Lines with "deployment": please show every one of them from the listing below.

┄┄┄┄┄┄┄┄┄┄

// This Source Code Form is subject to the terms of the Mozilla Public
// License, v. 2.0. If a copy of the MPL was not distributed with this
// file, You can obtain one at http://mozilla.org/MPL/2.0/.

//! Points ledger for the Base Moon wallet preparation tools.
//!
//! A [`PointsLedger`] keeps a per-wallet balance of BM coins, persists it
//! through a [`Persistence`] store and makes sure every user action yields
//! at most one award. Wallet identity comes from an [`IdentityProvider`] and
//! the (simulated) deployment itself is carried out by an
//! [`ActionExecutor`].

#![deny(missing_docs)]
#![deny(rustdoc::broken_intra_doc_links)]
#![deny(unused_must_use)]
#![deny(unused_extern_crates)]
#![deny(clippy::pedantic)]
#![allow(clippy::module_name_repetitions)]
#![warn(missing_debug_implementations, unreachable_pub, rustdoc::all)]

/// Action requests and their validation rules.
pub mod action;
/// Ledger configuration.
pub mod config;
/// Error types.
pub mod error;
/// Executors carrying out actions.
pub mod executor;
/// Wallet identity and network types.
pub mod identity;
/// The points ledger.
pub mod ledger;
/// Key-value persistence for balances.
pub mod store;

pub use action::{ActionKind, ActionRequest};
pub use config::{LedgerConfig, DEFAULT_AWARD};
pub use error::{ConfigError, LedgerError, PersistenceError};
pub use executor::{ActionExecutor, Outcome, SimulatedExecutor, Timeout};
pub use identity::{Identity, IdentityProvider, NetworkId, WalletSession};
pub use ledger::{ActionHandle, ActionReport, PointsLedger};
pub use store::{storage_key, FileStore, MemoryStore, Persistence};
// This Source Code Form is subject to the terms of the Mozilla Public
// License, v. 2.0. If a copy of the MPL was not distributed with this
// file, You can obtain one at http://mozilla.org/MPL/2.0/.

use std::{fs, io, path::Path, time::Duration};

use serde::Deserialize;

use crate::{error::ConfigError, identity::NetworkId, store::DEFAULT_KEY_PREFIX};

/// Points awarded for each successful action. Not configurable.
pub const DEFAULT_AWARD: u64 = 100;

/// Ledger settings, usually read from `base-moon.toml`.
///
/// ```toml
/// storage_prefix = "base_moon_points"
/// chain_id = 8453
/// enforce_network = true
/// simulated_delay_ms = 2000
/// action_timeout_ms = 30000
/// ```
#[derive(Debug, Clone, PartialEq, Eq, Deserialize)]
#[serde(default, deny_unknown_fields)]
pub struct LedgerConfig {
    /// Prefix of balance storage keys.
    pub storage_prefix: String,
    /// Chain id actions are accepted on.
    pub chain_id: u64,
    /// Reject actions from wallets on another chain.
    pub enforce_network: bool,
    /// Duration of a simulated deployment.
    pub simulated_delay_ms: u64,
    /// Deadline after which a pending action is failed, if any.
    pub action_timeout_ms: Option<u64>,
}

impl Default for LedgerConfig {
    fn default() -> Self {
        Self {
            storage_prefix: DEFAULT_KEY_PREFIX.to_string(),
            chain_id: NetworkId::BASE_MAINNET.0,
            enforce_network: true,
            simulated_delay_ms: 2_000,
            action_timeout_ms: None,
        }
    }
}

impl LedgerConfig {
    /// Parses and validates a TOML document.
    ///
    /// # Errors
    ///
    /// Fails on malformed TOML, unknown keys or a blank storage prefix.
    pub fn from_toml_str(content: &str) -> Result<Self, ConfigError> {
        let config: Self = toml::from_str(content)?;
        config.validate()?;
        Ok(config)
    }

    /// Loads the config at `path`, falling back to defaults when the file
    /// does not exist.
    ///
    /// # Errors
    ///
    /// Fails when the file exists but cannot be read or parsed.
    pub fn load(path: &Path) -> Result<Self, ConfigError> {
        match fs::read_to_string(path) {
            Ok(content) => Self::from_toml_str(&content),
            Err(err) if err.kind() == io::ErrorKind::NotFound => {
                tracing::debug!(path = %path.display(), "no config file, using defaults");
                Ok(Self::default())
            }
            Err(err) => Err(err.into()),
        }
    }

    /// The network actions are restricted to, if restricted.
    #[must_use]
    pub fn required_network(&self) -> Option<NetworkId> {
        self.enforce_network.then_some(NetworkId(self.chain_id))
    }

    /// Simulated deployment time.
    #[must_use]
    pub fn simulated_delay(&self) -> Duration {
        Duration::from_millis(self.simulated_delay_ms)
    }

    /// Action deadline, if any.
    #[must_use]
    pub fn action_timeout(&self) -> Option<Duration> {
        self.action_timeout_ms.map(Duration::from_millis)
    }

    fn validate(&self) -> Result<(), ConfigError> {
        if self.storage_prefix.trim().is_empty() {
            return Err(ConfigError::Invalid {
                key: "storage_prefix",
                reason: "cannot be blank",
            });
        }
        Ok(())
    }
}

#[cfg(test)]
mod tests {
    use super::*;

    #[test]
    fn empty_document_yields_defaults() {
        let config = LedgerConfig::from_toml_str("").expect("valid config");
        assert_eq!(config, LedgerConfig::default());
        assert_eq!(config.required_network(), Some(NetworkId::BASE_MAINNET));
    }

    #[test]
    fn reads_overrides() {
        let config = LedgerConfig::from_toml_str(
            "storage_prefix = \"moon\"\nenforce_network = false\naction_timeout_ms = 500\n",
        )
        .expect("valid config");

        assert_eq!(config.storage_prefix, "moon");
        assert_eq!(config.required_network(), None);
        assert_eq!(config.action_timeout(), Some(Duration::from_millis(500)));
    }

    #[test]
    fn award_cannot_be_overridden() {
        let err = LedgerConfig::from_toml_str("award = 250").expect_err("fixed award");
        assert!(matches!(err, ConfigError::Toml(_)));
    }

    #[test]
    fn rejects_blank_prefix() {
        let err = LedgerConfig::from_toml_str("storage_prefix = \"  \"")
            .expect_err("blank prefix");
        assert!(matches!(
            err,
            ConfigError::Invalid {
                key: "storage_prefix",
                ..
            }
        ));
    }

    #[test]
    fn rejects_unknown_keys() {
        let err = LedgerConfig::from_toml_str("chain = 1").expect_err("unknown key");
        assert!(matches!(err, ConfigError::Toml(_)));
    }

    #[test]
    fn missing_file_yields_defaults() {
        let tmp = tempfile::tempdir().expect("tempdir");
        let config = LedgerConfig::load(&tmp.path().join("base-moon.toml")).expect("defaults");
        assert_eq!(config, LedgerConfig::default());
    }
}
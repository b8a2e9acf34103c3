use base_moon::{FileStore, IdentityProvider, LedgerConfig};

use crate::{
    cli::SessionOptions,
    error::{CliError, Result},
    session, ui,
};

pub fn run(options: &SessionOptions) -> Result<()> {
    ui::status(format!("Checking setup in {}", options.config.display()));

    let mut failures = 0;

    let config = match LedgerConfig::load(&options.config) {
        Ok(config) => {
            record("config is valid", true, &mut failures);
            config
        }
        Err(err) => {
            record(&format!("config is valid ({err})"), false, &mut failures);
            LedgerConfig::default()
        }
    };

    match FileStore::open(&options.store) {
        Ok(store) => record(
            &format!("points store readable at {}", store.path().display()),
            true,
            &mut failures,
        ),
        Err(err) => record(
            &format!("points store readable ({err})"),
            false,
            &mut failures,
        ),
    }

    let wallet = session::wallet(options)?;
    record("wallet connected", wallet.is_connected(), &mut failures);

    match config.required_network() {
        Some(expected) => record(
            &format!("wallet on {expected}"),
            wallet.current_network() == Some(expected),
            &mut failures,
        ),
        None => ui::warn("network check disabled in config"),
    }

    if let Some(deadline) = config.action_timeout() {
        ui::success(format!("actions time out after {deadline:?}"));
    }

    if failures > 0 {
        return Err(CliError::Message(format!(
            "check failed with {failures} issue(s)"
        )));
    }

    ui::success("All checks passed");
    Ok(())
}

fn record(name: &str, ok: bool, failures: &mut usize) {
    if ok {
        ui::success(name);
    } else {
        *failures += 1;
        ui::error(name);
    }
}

┄┄┄┄┄┄┄┄┄┄

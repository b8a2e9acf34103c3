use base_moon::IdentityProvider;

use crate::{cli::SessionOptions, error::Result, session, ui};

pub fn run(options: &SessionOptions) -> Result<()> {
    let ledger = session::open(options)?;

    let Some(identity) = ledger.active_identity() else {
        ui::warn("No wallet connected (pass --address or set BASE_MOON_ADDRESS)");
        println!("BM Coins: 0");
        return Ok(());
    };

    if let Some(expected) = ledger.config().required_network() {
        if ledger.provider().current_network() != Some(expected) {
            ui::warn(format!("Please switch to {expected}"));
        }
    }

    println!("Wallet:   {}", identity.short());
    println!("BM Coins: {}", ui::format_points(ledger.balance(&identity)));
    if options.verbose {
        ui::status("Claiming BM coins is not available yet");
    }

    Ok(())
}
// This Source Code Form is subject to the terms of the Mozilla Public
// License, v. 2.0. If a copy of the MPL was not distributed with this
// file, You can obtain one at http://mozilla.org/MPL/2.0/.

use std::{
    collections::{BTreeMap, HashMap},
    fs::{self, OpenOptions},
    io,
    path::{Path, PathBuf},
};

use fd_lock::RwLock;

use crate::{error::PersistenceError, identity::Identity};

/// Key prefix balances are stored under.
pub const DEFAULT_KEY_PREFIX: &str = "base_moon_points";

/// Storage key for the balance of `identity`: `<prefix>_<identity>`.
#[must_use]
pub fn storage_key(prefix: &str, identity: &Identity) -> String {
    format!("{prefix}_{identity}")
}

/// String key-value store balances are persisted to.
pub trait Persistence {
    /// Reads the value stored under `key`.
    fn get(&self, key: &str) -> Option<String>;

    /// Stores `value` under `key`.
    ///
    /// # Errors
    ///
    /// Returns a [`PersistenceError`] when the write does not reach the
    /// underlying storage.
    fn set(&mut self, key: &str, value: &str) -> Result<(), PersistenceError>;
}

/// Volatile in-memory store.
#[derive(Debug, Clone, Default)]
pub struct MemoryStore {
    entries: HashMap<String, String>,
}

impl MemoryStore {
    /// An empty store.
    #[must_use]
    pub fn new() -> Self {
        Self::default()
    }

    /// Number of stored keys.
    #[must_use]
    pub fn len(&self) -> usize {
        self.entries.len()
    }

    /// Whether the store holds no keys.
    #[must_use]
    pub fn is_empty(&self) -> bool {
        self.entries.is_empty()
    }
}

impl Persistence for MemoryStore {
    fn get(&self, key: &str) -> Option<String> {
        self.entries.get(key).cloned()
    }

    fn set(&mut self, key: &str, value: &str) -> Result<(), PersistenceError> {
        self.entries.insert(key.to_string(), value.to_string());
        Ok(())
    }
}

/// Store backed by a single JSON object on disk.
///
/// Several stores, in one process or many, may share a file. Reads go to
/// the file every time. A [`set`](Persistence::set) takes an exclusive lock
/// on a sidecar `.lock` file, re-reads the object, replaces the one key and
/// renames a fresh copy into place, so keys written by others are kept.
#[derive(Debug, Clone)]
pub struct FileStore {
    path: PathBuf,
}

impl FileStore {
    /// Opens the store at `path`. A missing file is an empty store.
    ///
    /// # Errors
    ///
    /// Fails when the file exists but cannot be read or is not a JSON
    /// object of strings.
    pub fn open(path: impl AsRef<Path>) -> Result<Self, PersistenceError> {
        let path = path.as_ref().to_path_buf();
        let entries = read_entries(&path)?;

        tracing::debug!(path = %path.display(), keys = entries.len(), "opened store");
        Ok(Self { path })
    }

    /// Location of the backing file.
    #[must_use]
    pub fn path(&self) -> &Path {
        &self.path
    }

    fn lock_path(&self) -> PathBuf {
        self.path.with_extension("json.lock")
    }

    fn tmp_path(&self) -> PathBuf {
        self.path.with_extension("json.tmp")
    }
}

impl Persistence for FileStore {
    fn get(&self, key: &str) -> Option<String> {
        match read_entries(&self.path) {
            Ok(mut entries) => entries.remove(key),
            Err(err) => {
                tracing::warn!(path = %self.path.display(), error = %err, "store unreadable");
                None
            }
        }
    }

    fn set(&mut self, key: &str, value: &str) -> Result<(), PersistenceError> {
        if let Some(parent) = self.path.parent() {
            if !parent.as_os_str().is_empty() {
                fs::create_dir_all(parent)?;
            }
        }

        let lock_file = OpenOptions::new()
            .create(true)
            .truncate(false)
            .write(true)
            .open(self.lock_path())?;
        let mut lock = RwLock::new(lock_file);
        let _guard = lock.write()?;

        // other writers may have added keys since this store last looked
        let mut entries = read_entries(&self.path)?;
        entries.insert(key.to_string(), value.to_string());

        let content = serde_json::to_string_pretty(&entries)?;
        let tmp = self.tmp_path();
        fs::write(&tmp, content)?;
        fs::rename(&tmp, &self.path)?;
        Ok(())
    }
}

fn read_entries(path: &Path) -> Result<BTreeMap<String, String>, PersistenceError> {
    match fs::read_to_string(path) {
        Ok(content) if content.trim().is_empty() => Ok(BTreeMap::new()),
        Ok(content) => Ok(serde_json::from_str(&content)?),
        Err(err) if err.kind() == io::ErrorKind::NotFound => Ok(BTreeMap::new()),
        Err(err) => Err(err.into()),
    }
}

┄┄┄┄┄┄┄┄┄┄

** Answer section **
//! the (simulated) deployment itself is carried out by an
    /// Duration of a simulated deployment.
    /// Simulated deployment time.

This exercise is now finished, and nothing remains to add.